Supplementation may also be helpful with certain nutrients if you can’t get enough through diet alone. If you’re concerned about vitamin deficiency always discuss it with your doctor and make them aware of any major changes in your diet.
Although we all need these 5 vital nutrients many people consume them through enriched flour products and breads. When avoiding gluten, be aware of these important nutrients and how to include them in your diet.
Folate is a B vitamin also known as folic acid. Folate is well known for its ability to help prevent birth defects but it’s also important in helping the body make new cells. Green vegetables like asparagus, Brussels sprouts, peas, and broccoli are all good sources of folate. If you are pregnant or planning to become pregnant ask your doctor about taking a prenatal vitamin with folate.

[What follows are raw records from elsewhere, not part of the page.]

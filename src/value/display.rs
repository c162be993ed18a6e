//! Human-readable rendering of values
//!
//! Composites already on the current path print as `[Circular]`; a shared
//! composite printed earlier elsewhere prints as `[Shared]`. Each instance is
//! expanded at most once, so rendering is linear in the size of the graph.

use std::collections::HashSet;
use std::fmt::{self, Write};

use super::Value;

impl fmt::Display for Value {
    fn fmt(&self, f: &mut fmt::Formatter<'_>) -> fmt::Result {
        write_value(f, self, &mut Walk::default())
    }
}

impl fmt::Debug for Value {
    fn fmt(&self, f: &mut fmt::Formatter<'_>) -> fmt::Result {
        fmt::Display::fmt(self, f)
    }
}

/// Render a double the way the host language prints numbers
pub(crate) fn format_number(n: f64) -> String {
    if n.is_nan() {
        "NaN".to_string()
    } else if n == f64::INFINITY {
        "Infinity".to_string()
    } else if n == f64::NEG_INFINITY {
        "-Infinity".to_string()
    } else if n == 0.0 && n.is_sign_negative() {
        "-0".to_string()
    } else {
        n.to_string()
    }
}

/// Composites on the current path and every composite expanded so far
#[derive(Default)]
struct Walk {
    path: Vec<usize>,
    seen: HashSet<usize>,
}

fn write_value<W: Write>(out: &mut W, value: &Value, walk: &mut Walk) -> fmt::Result {
    if let Some(id) = value.node_id() {
        if walk.path.contains(&id) {
            return out.write_str("[Circular]");
        }
        if !walk.seen.insert(id) {
            return out.write_str("[Shared]");
        }
        walk.path.push(id);
        let result = write_composite(out, value, walk);
        walk.path.pop();
        return result;
    }

    match value {
        Value::Undefined => out.write_str("undefined"),
        Value::Null => out.write_str("null"),
        Value::Bool(b) => write!(out, "{}", b),
        Value::Number(n) => out.write_str(&format_number(*n)),
        Value::BigInt(b) => write!(out, "{}n", b),
        Value::String(s) => write!(out, "{:?}", s),
        Value::Date(d) => write!(out, "Date({})", d.millis()),
        Value::Pattern(p) => write!(out, "{}", p),
        Value::Foreign(foreign) => write!(out, "{}", foreign),
        Value::Array(_) | Value::Map(_) | Value::Set(_) | Value::Record(_) => Ok(()),
    }
}

fn write_composite<W: Write>(out: &mut W, value: &Value, walk: &mut Walk) -> fmt::Result {
    match value {
        Value::Array(array) => {
            let data = array.borrow();
            out.write_char('[')?;
            let mut first = true;
            for item in &data.items {
                separator(out, &mut first, "")?;
                write_value(out, item, walk)?;
            }
            for (name, item) in &data.properties {
                separator(out, &mut first, "")?;
                write!(out, "{}: ", name)?;
                write_value(out, item, walk)?;
            }
            out.write_char(']')
        }
        Value::Map(map) => {
            let entries = map.borrow();
            write!(out, "Map({}) {{", entries.len())?;
            let mut first = true;
            for (key, item) in entries.iter() {
                separator(out, &mut first, " ")?;
                write_value(out, key, walk)?;
                out.write_str(" => ")?;
                write_value(out, item, walk)?;
            }
            close_brace(out, first)
        }
        Value::Set(set) => {
            let values = set.borrow();
            write!(out, "Set({}) {{", values.len())?;
            let mut first = true;
            for item in values.iter() {
                separator(out, &mut first, " ")?;
                write_value(out, item, walk)?;
            }
            close_brace(out, first)
        }
        Value::Record(record) => {
            let fields = record.borrow();
            out.write_char('{')?;
            let mut first = true;
            for (key, item) in fields.iter() {
                separator(out, &mut first, " ")?;
                write!(out, "{}: ", key)?;
                write_value(out, item, walk)?;
            }
            close_brace(out, first)
        }
        _ => Ok(()),
    }
}

/// Write `lead` before the first element, a comma before the rest
fn separator<W: Write>(out: &mut W, first: &mut bool, lead: &str) -> fmt::Result {
    if *first {
        *first = false;
        out.write_str(lead)
    } else {
        out.write_str(", ")
    }
}

fn close_brace<W: Write>(out: &mut W, empty: bool) -> fmt::Result {
    if empty {
        out.write_char('}')
    } else {
        out.write_str(" }")
    }
}
//! VariantKV CLI
//!
//! Command-line interface for inspecting and editing a VariantKV file store.

use std::process::ExitCode;

use clap::{Parser, Subcommand, ValueEnum};
use num_bigint::BigInt;
use tracing_subscriber::{fmt, EnvFilter};
use variantkv::value::Date;
use variantkv::{framing, Config, KeyValueStore, Value, VariantStorage};

/// VariantKV CLI
#[derive(Parser, Debug)]
#[command(name = "variantkv-cli")]
#[command(about = "CLI for VariantKV typed key-value storage")]
#[command(version)]
struct Args {
    /// Data directory
    #[arg(short, long, default_value = "./variantkv_data")]
    data_dir: String,

    /// Store quota in KB (0 for unbounded)
    #[arg(short, long, default_value = "5120")]
    quota_kb: usize,

    #[command(subcommand)]
    command: Commands,
}

#[derive(Subcommand, Debug)]
enum Commands {
    /// Get a value by key
    Get {
        /// The key to get
        key: String,
    },

    /// Set a key-value pair
    Set {
        /// The key to set
        key: String,

        /// The value to set (ignored for null/undefined)
        #[arg(default_value = "")]
        value: String,

        /// How to interpret the value
        #[arg(short = 't', long = "as", value_enum, default_value = "string")]
        kind: Kind,
    },

    /// Show the raw stored text and its envelope
    Inspect {
        /// The key to inspect
        key: String,
    },

    /// Delete a key
    Del {
        /// The key to delete
        key: String,
    },

    /// Remove every key
    Clear,
}

#[derive(Clone, Copy, Debug, ValueEnum)]
enum Kind {
    String,
    Number,
    Bigint,
    Bool,
    Null,
    Undefined,
    /// Milliseconds since the Unix epoch
    Date,
}

fn main() -> ExitCode {
    let filter = EnvFilter::try_from_default_env()
        .unwrap_or_else(|_| EnvFilter::new("warn,variantkv=info"));

    fmt()
        .with_env_filter(filter)
        .with_target(true)
        .with_writer(std::io::stderr)
        .init();

    let args = Args::parse();

    match run(args) {
        Ok(()) => ExitCode::SUCCESS,
        Err(message) => {
            tracing::error!("{}", message);
            ExitCode::FAILURE
        }
    }
}

fn run(args: Args) -> Result<(), String> {
    let mut builder = Config::builder().data_dir(&args.data_dir);
    builder = if args.quota_kb == 0 {
        builder.unbounded()
    } else {
        builder.quota_bytes(args.quota_kb * 1024)
    };
    let config = builder.build();

    let storage = VariantStorage::open(config).map_err(|e| format!("Failed to open store: {}", e))?;

    match args.command {
        Commands::Get { key } => match storage.get(&key).map_err(|e| e.to_string())? {
            Some(value) => println!("{}", value),
            None => println!("(not found)"),
        },
        Commands::Set { key, value, kind } => {
            let value = parse_value(&value, kind)?;
            storage.set(&key, &value).map_err(|e| e.to_string())?;
            println!("OK");
        }
        Commands::Inspect { key } => match storage.storage().get(&key) {
            Some(raw) => {
                println!("raw:     {}", raw);
                match framing::tag_version(&raw) {
                    Some(version) => {
                        println!("format:  v{}", version);
                        match framing::unframe(&raw) {
                            Ok(bytes) => println!("payload: {} bytes", bytes.len()),
                            Err(e) => println!("payload: {}", e),
                        }
                    }
                    None => println!("format:  plain string"),
                }
            }
            None => println!("(not found)"),
        },
        Commands::Del { key } => {
            storage.remove(&key).map_err(|e| e.to_string())?;
            println!("OK");
        }
        Commands::Clear => {
            storage.storage().clear().map_err(|e| e.to_string())?;
            println!("OK");
        }
    }

    Ok(())
}

fn parse_value(text: &str, kind: Kind) -> Result<Value, String> {
    let value = match kind {
        Kind::String => Value::from(text),
        Kind::Number => Value::Number(parse_number(text)?),
        Kind::Bigint => Value::BigInt(
            text.parse::<BigInt>()
                .map_err(|e| format!("Invalid bigint '{}': {}", text, e))?,
        ),
        Kind::Bool => Value::Bool(
            text.parse::<bool>()
                .map_err(|e| format!("Invalid bool '{}': {}", text, e))?,
        ),
        Kind::Null => Value::Null,
        Kind::Undefined => Value::Undefined,
        Kind::Date => {
            let millis = text
                .parse::<i64>()
                .map_err(|e| format!("Invalid date '{}': {}", text, e))?;
            Value::Date(
                Date::from_millis(millis)
                    .ok_or_else(|| format!("Date {} out of range", millis))?,
            )
        }
    };
    Ok(value)
}

/// Accepts the spellings the value preview prints, plus anything `f64` parses
fn parse_number(text: &str) -> Result<f64, String> {
    match text {
        "NaN" => Ok(f64::NAN),
        "Infinity" => Ok(f64::INFINITY),
        "-Infinity" => Ok(f64::NEG_INFINITY),
        _ => text
            .parse::<f64>()
            .map_err(|e| format!("Invalid number '{}': {}", text, e)),
    }
}
//! Tests for create_storage
//!
//! `create_storage` resolves the default data directory against the working
//! directory, so this target holds a single test that changes it.

use std::env;

use tempfile::TempDir;
use variantkv::config::Config;
use variantkv::{create_storage, KeyValueStore, Value};

#[test]
fn test_create_storage_uses_default_file_store() {
    let temp_dir = TempDir::new().unwrap();
    let previous_dir = env::current_dir().unwrap();
    env::set_current_dir(temp_dir.path()).unwrap();

    let defaults = Config::default();
    {
        let storage = create_storage().unwrap();
        assert!(storage.storage().is_empty());
        storage.set("n", &Value::Number(-0.0)).unwrap();
    }

    let snapshot = temp_dir.path().join(&defaults.data_dir).join(&defaults.store_file);
    assert!(snapshot.exists());

    let storage = create_storage().unwrap();
    let restored = storage.get("n").unwrap().and_then(|v| v.as_number());
    assert!(restored.map_or(false, |n| n == 0.0 && n.is_sign_negative()));
    assert_eq!(storage.storage().get("missing"), None);
    drop(storage);

    env::set_current_dir(previous_dir).unwrap();
}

Many know Vitamin D as the sunshine vitamin. Studies have linked Vitamin D deficiency to many different health conditions. You can read more about Vitamin D deficiency from The Vitamin D Council.
Removing fortified foods from your could put you at risk of a deficiency, especially when spending less time in the sun. Some people may greatly benefit from supplementation of Vitamin D. If supplementation is necessary we recommend Vitamin D3 over D2.
You may be are aware of iron from animal-based sources such as red meat, poultry, and fish. However, there are plenty of plant-based sources of iron as well including nuts, seeds, beans, and quinoa.
Quinoa is an excellent replacement for grains containing gluten. It’s incredibly versatile and can be used for salads, making breads, in side dishes, and more.
Sources of calcium include dairy products, calcium-fortified milks (such as almond or soy), and leafy green vegetables like kale.
Gluten-free flours and other products are not enriched with B vitamins and iron like other refined-flour products. B vitamins can be found in several different foods, including gluten-free whole grains, meats, leafy green vegetables, nuts, seeds, beans, and fruit.